**WORK TASK:**
In the data below, find the line containing "assert_eq!(map.len(), 7);"; reproduce that line and all subsequent lines exactly, and nothing else.
━━━━━━
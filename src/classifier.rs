//! Facial emotion classifier boundary.
//!
//! The network itself is opaque: anything implementing [`EmotionModel`] that turns a
//! `(1, 48, 48, 1)` tensor into seven softmax probabilities can back the `/predict` route.

use std::collections::BTreeMap;
use std::path::Path;

use crate::error::{CompanionError, CompanionResult};
use crate::models::{EmotionLabel, PredictResponse, EMOTION_LABELS};
use crate::preprocess::{self, ClassifierTensor};

pub trait EmotionModel: Send + Sync {
  /// Returns one probability per entry of `EMOTION_LABELS`, summing to 1.
  fn predict(&self, tensor: &ClassifierTensor) -> anyhow::Result<[f32; 7]>;
}

#[derive(Debug, Clone, PartialEq)]
pub struct Classification {
  pub label: EmotionLabel,
  /// Arg-max probability in `[0, 1]`.
  pub confidence: f32,
  pub probabilities: [f32; 7],
}

impl Classification {
  pub fn from_probabilities(probabilities: [f32; 7]) -> Self {
    let (index, confidence) = probabilities
      .iter()
      .copied()
      .enumerate()
      .fold((0, f32::MIN), |best, (i, p)| if p > best.1 { (i, p) } else { best });
    Self {
      label: EMOTION_LABELS[index],
      confidence,
      probabilities,
    }
  }

  /// Lowercase label to percentage, for every class.
  pub fn percentages(&self) -> BTreeMap<String, f32> {
    EMOTION_LABELS
      .iter()
      .zip(self.probabilities.iter())
      .map(|(label, p)| (label.as_str().to_lowercase(), p * 100.0))
      .collect()
  }

  pub fn into_response(self) -> PredictResponse {
    let all_emotions = self.percentages();
    PredictResponse {
      prediction: self.label,
      confidence: self.confidence,
      all_emotions,
    }
  }
}

pub struct EmotionClassifier {
  model: Option<Box<dyn EmotionModel>>,
}

impl EmotionClassifier {
  pub fn new(model: Box<dyn EmotionModel>) -> Self {
    Self { model: Some(model) }
  }

  pub fn unavailable() -> Self {
    Self { model: None }
  }

  /// Loads the ONNX model at `path`, degrading to an unavailable classifier on any failure.
  pub fn load(path: &Path) -> Self {
    match load_backend(path) {
      Ok(model) => {
        tracing::info!(path = %path.display(), "emotion classifier loaded");
        Self::new(model)
      }
      Err(err) => {
        tracing::warn!(path = %path.display(), "emotion classifier unavailable: {err:#}");
        Self::unavailable()
      }
    }
  }

  pub fn is_loaded(&self) -> bool {
    self.model.is_some()
  }

  pub fn classify(&self, image_bytes: &[u8]) -> CompanionResult<Classification> {
    let model = self.model.as_ref().ok_or(CompanionError::ModelUnavailable)?;
    let tensor = preprocess::preprocess_bytes(image_bytes)?;
    let probabilities = model
      .predict(&tensor)
      .map_err(|e| CompanionError::Decode(format!("inference failed: {e}")))?;
    let result = Classification::from_probabilities(probabilities);
    tracing::debug!(label = %result.label, confidence = result.confidence, "emotion classified");
    Ok(result)
  }
}

#[cfg(feature = "onnx")]
fn load_backend(path: &Path) -> anyhow::Result<Box<dyn EmotionModel>> {
  Ok(Box::new(onnx::OnnxEmotionModel::load(path)?))
}

#[cfg(not(feature = "onnx"))]
fn load_backend(path: &Path) -> anyhow::Result<Box<dyn EmotionModel>> {
  anyhow::bail!(
    "built without the `onnx` feature, cannot load {}",
    path.display()
  )
}

#[cfg(feature = "onnx")]
mod onnx {
  use std::path::Path;
  use std::sync::Mutex;

  use anyhow::{anyhow, Context};
  use ort::session::{builder::GraphOptimizationLevel, Session};
  use ort::value::Value;

  use super::EmotionModel;
  use crate::preprocess::{ClassifierTensor, INPUT_SIZE};

  pub struct OnnxEmotionModel {
    session: Mutex<Session>,
  }

  impl OnnxEmotionModel {
    pub fn load(path: &Path) -> anyhow::Result<Self> {
      if !path.exists() {
        return Err(anyhow!("model not found at {}", path.display()));
      }
      let session = Session::builder()
        .map_err(|e: ort::Error| anyhow!(e.to_string()))?
        .with_optimization_level(GraphOptimizationLevel::Level3)
        .map_err(|e: ort::Error| anyhow!(e.to_string()))?
        .commit_from_file(path)
        .map_err(|e: ort::Error| anyhow!(e.to_string()))
        .with_context(|| format!("loading {}", path.display()))?;
      Ok(Self {
        session: Mutex::new(session),
      })
    }
  }

  impl EmotionModel for OnnxEmotionModel {
    fn predict(&self, tensor: &ClassifierTensor) -> anyhow::Result<[f32; 7]> {
      let side = INPUT_SIZE as usize;
      let shape = [1_usize, side, side, 1];
      let data: Vec<f32> = tensor.iter().copied().collect();
      let input = Value::from_array((shape, data)).map_err(|e: ort::Error| anyhow!(e.to_string()))?;

      let mut session = self
        .session
        .lock()
        .map_err(|_| anyhow!("classifier session poisoned"))?;
      let outputs = session
        .run(ort::inputs![input])
        .map_err(|e: ort::Error| anyhow!(e.to_string()))?;
      let output = outputs
        .iter()
        .next()
        .ok_or_else(|| anyhow!("no output from classifier"))?;
      let extracted = output
        .1
        .try_extract_tensor::<f32>()
        .map_err(|e: ort::Error| anyhow!(e.to_string()))?;
      let values: Vec<f32> = extracted.1.iter().copied().collect();

      values
        .get(..7)
        .and_then(|s| <[f32; 7]>::try_from(s).ok())
        .ok_or_else(|| anyhow!("expected 7 class scores, got {}", values.len()))
    }
  }
}

#[cfg(test)]
mod tests {
  use super::*;
  use image::{DynamicImage, ImageFormat, Rgb, RgbImage};

  struct FixedModel([f32; 7]);

  impl EmotionModel for FixedModel {
    fn predict(&self, tensor: &ClassifierTensor) -> anyhow::Result<[f32; 7]> {
      assert_eq!(tensor.shape(), &[1, 48, 48, 1]);
      Ok(self.0)
    }
  }

  fn face_png() -> Vec<u8> {
    let mut out = Vec::new();
    DynamicImage::ImageRgb8(RgbImage::from_pixel(64, 64, Rgb([200, 180, 160])))
      .write_to(&mut std::io::Cursor::new(&mut out), ImageFormat::Png)
      .unwrap();
    out
  }

  #[test]
  fn arg_max_picks_label_and_confidence() {
    let result = Classification::from_probabilities([0.05, 0.0, 0.05, 0.7, 0.1, 0.05, 0.05]);
    assert_eq!(result.label, EmotionLabel::Happy);
    assert!((result.confidence - 0.7).abs() < 1e-6);
  }

  #[test]
  fn percentages_cover_all_seven_lowercase_labels() {
    let result = Classification::from_probabilities([0.1, 0.1, 0.1, 0.1, 0.1, 0.1, 0.4]);
    let map = result.percentages();
    assert_eq!(map.len(), 7);
    assert!((map["surprise"] - 40.0).abs() < 1e-4);
    assert!((map["angry"] - 10.0).abs() < 1e-4);
  }

  #[test]
  fn unavailable_classifier_reports_model_unavailable() {
    let classifier = EmotionClassifier::unavailable();
    assert!(!classifier.is_loaded());
    assert!(matches!(classifier.classify(&face_png()), Err(CompanionError::ModelUnavailable)));
  }

  #[test]
  fn missing_model_file_degrades_to_unavailable() {
    let dir = tempfile::tempdir().unwrap();
    let classifier = EmotionClassifier::load(&dir.path().join("absent.onnx"));
    assert!(!classifier.is_loaded());
  }

  #[test]
  fn classify_runs_preprocessing_and_model() {
    let classifier = EmotionClassifier::new(Box::new(FixedModel([0.0, 0.0, 0.0, 0.0, 0.0, 0.9, 0.1])));
    let result = classifier.classify(&face_png()).unwrap();
    assert_eq!(result.label, EmotionLabel::Sad);
  }

  #[test]
  fn classify_surfaces_decode_errors() {
    let classifier = EmotionClassifier::new(Box::new(FixedModel([1.0, 0.0, 0.0, 0.0, 0.0, 0.0, 0.0])));
    assert!(matches!(classifier.classify(b"nope"), Err(CompanionError::Decode(_))));
  }
}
━━━━━━
**TASK RESPONSE:**
    assert_eq!(map.len(), 7);
    assert!((map["surprise"] - 40.0).abs() < 1e-4);
    assert!((map["angry"] - 10.0).abs() < 1e-4);
  }

  #[test]
  fn unavailable_classifier_reports_model_unavailable() {
    let classifier = EmotionClassifier::unavailable();
    assert!(!classifier.is_loaded());
    assert!(matches!(classifier.classify(&face_png()), Err(CompanionError::ModelUnavailable)));
  }

  #[test]
  fn missing_model_file_degrades_to_unavailable() {
    let dir = tempfile::tempdir().unwrap();
    let classifier = EmotionClassifier::load(&dir.path().join("absent.onnx"));
    assert!(!classifier.is_loaded());
  }

  #[test]
  fn classify_runs_preprocessing_and_model() {
    let classifier = EmotionClassifier::new(Box::new(FixedModel([0.0, 0.0, 0.0, 0.0, 0.0, 0.9, 0.1])));
    let result = classifier.classify(&face_png()).unwrap();
    assert_eq!(result.label, EmotionLabel::Sad);
  }

  #[test]
  fn classify_surfaces_decode_errors() {
    let classifier = EmotionClassifier::new(Box::new(FixedModel([1.0, 0.0, 0.0, 0.0, 0.0, 0.0, 0.0])));
    assert!(matches!(classifier.classify(b"nope"), Err(CompanionError::Decode(_))));
  }
}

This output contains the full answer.